PROBLEM STATEMENT ::
Restate only the tail of the data below, starting at the line that contains "pub fn predecessor<C>(&self, comparator: &C, key: &K)" and including the last line, word for word.

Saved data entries

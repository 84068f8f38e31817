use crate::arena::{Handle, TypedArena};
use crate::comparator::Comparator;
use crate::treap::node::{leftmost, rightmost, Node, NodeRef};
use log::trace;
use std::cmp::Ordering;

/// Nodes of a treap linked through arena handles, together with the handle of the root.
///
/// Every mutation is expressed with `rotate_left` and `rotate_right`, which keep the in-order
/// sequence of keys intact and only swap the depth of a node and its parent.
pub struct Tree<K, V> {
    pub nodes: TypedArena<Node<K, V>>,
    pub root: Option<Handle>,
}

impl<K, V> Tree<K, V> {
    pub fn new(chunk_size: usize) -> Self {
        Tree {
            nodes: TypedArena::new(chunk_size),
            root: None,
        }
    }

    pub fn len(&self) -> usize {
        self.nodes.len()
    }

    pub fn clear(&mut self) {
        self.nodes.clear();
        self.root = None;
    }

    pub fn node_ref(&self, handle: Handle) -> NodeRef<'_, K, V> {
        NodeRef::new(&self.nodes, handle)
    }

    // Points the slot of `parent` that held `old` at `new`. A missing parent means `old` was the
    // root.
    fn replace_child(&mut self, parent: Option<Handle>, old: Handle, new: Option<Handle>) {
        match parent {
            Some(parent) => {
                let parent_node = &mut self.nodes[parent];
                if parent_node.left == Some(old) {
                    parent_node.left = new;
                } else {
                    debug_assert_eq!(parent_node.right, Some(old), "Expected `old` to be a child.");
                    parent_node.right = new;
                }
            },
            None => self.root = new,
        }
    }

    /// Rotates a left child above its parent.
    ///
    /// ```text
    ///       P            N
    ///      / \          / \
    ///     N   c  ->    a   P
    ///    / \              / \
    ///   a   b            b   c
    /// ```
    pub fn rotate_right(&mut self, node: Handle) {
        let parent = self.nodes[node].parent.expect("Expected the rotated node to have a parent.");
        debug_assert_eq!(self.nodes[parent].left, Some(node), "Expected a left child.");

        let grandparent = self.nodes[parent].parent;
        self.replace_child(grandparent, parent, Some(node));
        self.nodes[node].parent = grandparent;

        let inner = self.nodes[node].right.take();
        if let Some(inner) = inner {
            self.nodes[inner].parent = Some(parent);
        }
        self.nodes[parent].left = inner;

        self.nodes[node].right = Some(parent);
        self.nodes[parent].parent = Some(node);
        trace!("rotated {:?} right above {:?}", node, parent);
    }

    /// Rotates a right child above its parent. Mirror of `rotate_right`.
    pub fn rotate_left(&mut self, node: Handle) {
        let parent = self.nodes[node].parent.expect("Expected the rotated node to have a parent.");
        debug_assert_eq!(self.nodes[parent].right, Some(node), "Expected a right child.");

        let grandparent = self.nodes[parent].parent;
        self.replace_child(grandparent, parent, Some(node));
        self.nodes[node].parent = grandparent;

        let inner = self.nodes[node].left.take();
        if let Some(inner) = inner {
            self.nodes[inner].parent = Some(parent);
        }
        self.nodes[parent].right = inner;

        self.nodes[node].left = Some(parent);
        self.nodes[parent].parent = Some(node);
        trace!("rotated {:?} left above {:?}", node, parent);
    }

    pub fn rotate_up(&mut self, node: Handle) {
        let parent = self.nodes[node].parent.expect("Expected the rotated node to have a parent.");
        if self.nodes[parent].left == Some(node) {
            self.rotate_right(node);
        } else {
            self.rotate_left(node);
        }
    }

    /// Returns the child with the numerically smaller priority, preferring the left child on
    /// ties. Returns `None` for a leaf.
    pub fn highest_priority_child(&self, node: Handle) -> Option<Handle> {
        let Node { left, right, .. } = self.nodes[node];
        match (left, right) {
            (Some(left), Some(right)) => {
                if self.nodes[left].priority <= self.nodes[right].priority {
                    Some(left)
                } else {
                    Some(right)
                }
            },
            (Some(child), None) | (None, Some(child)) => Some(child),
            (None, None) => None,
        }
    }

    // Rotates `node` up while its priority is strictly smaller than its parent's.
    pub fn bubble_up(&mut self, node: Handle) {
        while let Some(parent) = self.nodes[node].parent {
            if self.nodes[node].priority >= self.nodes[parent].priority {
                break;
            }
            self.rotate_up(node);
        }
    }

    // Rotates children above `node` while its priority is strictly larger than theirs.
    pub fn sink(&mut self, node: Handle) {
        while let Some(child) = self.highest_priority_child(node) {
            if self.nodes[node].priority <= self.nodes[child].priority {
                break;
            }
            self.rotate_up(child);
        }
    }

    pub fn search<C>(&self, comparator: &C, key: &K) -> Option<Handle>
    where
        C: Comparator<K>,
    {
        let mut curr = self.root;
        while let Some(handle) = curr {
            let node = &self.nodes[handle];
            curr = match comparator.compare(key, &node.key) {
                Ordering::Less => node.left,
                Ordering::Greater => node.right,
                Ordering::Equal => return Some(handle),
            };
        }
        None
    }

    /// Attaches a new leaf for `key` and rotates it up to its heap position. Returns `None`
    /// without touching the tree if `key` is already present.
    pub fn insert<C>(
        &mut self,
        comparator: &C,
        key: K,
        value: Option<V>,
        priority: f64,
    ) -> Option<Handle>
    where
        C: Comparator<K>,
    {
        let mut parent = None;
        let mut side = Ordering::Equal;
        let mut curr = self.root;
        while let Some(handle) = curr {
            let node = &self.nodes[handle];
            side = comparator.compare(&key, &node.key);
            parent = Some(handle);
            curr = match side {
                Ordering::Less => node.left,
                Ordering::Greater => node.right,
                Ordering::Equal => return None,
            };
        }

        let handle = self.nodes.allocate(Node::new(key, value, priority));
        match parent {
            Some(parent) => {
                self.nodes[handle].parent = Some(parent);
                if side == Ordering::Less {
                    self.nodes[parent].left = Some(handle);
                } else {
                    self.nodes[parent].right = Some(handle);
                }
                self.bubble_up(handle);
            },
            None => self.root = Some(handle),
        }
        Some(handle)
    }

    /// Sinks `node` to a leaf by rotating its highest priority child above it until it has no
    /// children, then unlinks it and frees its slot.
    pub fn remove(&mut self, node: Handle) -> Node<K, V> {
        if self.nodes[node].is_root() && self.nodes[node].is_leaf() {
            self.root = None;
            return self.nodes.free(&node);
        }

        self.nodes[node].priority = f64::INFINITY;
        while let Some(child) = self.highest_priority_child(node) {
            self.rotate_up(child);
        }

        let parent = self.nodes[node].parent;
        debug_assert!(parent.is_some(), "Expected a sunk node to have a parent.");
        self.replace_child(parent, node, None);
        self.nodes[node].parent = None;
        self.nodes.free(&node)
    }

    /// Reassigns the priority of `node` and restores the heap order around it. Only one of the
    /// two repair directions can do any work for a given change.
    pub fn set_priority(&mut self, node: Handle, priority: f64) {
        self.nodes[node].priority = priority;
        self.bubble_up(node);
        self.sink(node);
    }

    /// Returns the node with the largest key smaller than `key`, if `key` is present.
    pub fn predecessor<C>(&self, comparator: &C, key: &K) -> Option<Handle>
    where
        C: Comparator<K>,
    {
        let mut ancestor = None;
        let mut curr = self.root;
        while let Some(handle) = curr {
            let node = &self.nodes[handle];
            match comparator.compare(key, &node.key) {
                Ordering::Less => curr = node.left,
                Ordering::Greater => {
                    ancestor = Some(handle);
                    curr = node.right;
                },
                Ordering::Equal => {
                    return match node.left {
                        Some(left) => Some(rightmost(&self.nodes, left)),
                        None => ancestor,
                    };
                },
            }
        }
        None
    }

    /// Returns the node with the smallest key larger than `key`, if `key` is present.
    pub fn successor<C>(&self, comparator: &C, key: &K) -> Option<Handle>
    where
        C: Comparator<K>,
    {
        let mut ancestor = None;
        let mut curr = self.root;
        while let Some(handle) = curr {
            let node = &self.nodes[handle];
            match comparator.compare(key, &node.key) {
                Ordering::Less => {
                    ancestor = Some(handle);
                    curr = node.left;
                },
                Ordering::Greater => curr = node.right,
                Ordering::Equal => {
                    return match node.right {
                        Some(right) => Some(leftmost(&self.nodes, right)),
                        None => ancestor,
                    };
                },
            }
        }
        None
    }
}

ANSWER SPACE ::
    pub fn predecessor<C>(&self, comparator: &C, key: &K) -> Option<Handle>
    where
        C: Comparator<K>,
    {
        let mut ancestor = None;
        let mut curr = self.root;
        while let Some(handle) = curr {
            let node = &self.nodes[handle];
            match comparator.compare(key, &node.key) {
                Ordering::Less => curr = node.left,
                Ordering::Greater => {
                    ancestor = Some(handle);
                    curr = node.right;
                },
                Ordering::Equal => {
                    return match node.left {
                        Some(left) => Some(rightmost(&self.nodes, left)),
                        None => ancestor,
                    };
                },
            }
        }
        None
    }

    /// Returns the node with the smallest key larger than `key`, if `key` is present.
    pub fn successor<C>(&self, comparator: &C, key: &K) -> Option<Handle>
    where
        C: Comparator<K>,
    {
        let mut ancestor = None;
        let mut curr = self.root;
        while let Some(handle) = curr {
            let node = &self.nodes[handle];
            match comparator.compare(key, &node.key) {
                Ordering::Less => {
                    ancestor = Some(handle);
                    curr = node.left;
                },
                Ordering::Greater => curr = node.right,
                Ordering::Equal => {
                    return match node.right {
                        Some(right) => Some(leftmost(&self.nodes, right)),
                        None => ancestor,
                    };
                },
            }
        }
        None
    }
}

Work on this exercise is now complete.